Integrin αvβ3 is an essential molecule for tumor angiogenesis. Nakagawa et al. aimed to investigate the anti-tumor effect of MK-0429 on oral squamous cell carcinoma (OSCC) through its inhibitory effect on angiogenesis. They employed hTERT-immortalized human umbilical vein endothelial cells (HUEhT-1) and mouse oral cancer xenograft models to assess MK-0429's impact on cellular functions, angiogenesis, and tumor progression.

MK-0429 reduced HUEhT-1 cell proliferation in a dose-dependent fashion (Fig. 1a). The cytotoxic effect of MK-0429 was determined through LDH measurements in the culture medium. MK-0429 caused increased LDH levels in culture medium at high concentrations but did not show dose-related elevation (Fig. 1b). We conducted a wound healing assay to analyze how MK-0429 affects cell migration. The concentration of MK-0429 did not affect cell migration while a small dose of 1.0 μM MK-0429 suppressed it (Fig. 1c). Our study included an evaluation of how MK-0429 affected cellular adhesion to vitronectin, which served as an extracellular matrix material on culture plates. MK-0429 reduced the cell adhesion capacity of HUEhT-1 in a dose-dependent manner.

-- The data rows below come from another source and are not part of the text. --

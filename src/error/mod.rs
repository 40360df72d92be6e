//! Error handling
//!
//! Defines error types and the boundary code mapping.

pub mod handlers;
pub mod types;

pub use types::*;
//! Request parsing
//!
//! Frames newline-delimited request lines off a byte stream and parses them.

use std::io;
use tokio::io::{AsyncBufRead, AsyncBufReadExt};

use crate::error::ProtocolError;
use crate::protocol::commands::Request;

/// Outcome of reading one request line
#[derive(Debug, PartialEq)]
pub enum LineRead {
    /// Stream closed with nothing buffered
    Eof,
    /// A complete line, without its `\n`, is in the buffer
    Line,
    /// The line passed the limit after `length` bytes. `terminated` is false
    /// while the rest of it is still unread.
    TooLong { length: usize, terminated: bool },
}

/// Reads one line into `buf`, never buffering more than `max_length` bytes.
///
/// Bytes are kept raw; UTF-8 is checked by [`parse_line`]. A final line
/// without a newline is returned as a line.
pub async fn read_request_line<R>(
    reader: &mut R,
    buf: &mut Vec<u8>,
    max_length: usize,
) -> io::Result<LineRead>
where
    R: AsyncBufRead + Unpin,
{
    buf.clear();
    loop {
        let available = reader.fill_buf().await?;
        if available.is_empty() {
            return Ok(if buf.is_empty() { LineRead::Eof } else { LineRead::Line });
        }

        let (chunk, used, terminated) = match available.iter().position(|&b| b == b'\n') {
            Some(pos) => (&available[..pos], pos + 1, true),
            None => (available, available.len(), false),
        };

        let length = buf.len() + chunk.len();
        if length > max_length {
            reader.consume(used);
            buf.clear();
            return Ok(LineRead::TooLong { length, terminated });
        }

        buf.extend_from_slice(chunk);
        reader.consume(used);
        if terminated {
            return Ok(LineRead::Line);
        }
    }
}

/// Drops input up to and including the next newline, or to end of stream.
pub async fn discard_line<R>(reader: &mut R) -> io::Result<()>
where
    R: AsyncBufRead + Unpin,
{
    loop {
        let available = reader.fill_buf().await?;
        if available.is_empty() {
            return Ok(());
        }
        match available.iter().position(|&b| b == b'\n') {
            Some(pos) => {
                reader.consume(pos + 1);
                return Ok(());
            }
            None => {
                let used = available.len();
                reader.consume(used);
            }
        }
    }
}

/// Parses a raw request line, rejecting bytes that are not UTF-8.
pub fn parse_line(line: &[u8], max_length: usize) -> Result<Request, ProtocolError> {
    let text = std::str::from_utf8(line)
        .map_err(|_| ProtocolError::MalformedRequest("request is not valid UTF-8".into()))?;
    parse_request(text, max_length)
}

/// Parses one request line.
///
/// Lines over `max_length` bytes are rejected before any JSON work.
pub fn parse_request(line: &str, max_length: usize) -> Result<Request, ProtocolError> {
    if line.len() > max_length {
        return Err(ProtocolError::RequestTooLong {
            length: line.len(),
            limit: max_length,
        });
    }

    let trimmed = line.trim_end_matches(['\r', '\n']);
    if trimmed.trim().is_empty() {
        return Err(ProtocolError::MalformedRequest("empty request".into()));
    }

    Ok(serde_json::from_str(trimmed)?)
}

/// Best-effort recovery of the request id from a line that failed to parse
pub fn recover_id(line: &str) -> Option<u64> {
    serde_json::from_str::<serde_json::Value>(line)
        .ok()?
        .get("id")?
        .as_u64()
}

Fig. 1. Effects of MK-0429 on immortalized human umbilical vein endothelial cell, HUEhT-1 (Nakagawa T, Ohtaa K, et al., 2022).

LEF Suppressed In Vitro Angiogenesis in Immortalized Human Umbilical Vein Endothelial Cells

Leflunomide (LEF) is a conventional synthetic disease-modifying antirheumatic drug and suppresses T-cell proliferation and activity by inhibiting pyrimidine synthesis using dihydroorotase dehydrogenase (DHODH); however, several studies have demonstrated that LEF possesses anticancer and antiangiogenic effects in some malignant tumors. Therefore, Niwata et al. investigated the anticancer and antiangiogenic effects of LEF on oral squamous cell carcinoma (OSCC).

In this study, a tube formation assay was used to examine LEF's impact on angiogenesis in vitro. Endothelial HUEhT-1 cells, derived from human umbilical vein cells and immortalized via hTERT electroporation, were utilized. These cells form vessels on extracellular matrix gels with angiogenic factors like VEGFs. As shown in Fig. 2a, the control group developed well-defined vascular structures, while the LEF-treated group showed disorganized, sparse structures dose-dependently. LEF significantly reduced vascular structures, junctions, meshes, segments, and total segment length at 10 and 100 μM doses compared to controls (Fig. 2b-e).

Fig. 2. Evaluation of the inhibitory effect of LEF on angiogenesis in vitro (Niwata C, Nakagawa T, et al., 2025).